According to the News on May 7, 2017, DPCA said that considering the extremely strong uncertainty this year and the economic situation, industry competition and other reasons, the company's Chinese and French shareholders will suspend the "two rooms and one hall" joint venture strategic adjustment plan that was previously rumored in the industry, and instead focus on improving brand reputation and sales, and then consider the joint venture adjustment in the future.

The so-called "two rooms and one hall" plan means that under the premise that the equity of DPCA remains unchanged at 50:50, the shareholders of China and France, namely Dongfeng Group and Stallantis Group, will respectively lead the two major brands of Citroën and Peugeot, give full play to their respective advantages and characteristics, and share public resources and fields including commodity planning, technology, quality, and industrial production, and promote the development of dual brands through internal competition.

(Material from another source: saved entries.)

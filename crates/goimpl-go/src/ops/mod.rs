//! Operations: the front door of the engine.
//!
//! - [`implement()`](implement::implement) runs the engine over a loaded
//!   [`Program`](crate::program::Program).
//! - [`generate_stubs`](implement::generate_stubs) loads the program from a
//!   [`PackageSource`](crate::source::PackageSource) first, and optionally
//!   writes the result back.
//! - [`list_interfaces`](list::list_interfaces) enumerates the exported
//!   interfaces under a pattern.

pub mod implement;
pub mod list;

use goimpl_core::output::Implementation;

pub use implement::{generate_stubs, implement, write_back};
pub use list::{default_pattern, interfaces_in, list_interfaces};

/// Options for [`generate_stubs`].
#[derive(Debug, Clone, Default)]
pub struct GenerateOptions {
    /// Persist the generated file over the destination file.
    pub write_back: bool,
}

/// Result of [`generate_stubs`].
#[derive(Debug, Clone, Default)]
pub struct GenerateOutcome {
    /// `None` when the concrete type already implements the interface.
    pub implementation: Option<Implementation>,
    /// Whether the destination file was rewritten.
    pub written: bool,
}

DPCA will adjust its joint venture strategy to suspend the "two rooms and one hall" plan

(Source: DPCA official website)

In response to this news, the relevant person in charge of Stellantis Group, a French shareholder of DPCA, responded to the media that it would not comment, and the Chinese shareholder Dongfeng Group did not publicly respond to this.

According to public information, DPCA Automobile Co., Ltd. was established in May 1992 as a joint venture between Dongfeng Motor Group Co., Ltd. and the French PSA Group, with each party accounting for 50% of the shares, with a registered capital of 7 billion yuan. With the completion of the merger of PSA Group and FCA Group in January 2021, Stellantis Group, the world's fourth largest automotive group, became a foreign shareholder of DPCA.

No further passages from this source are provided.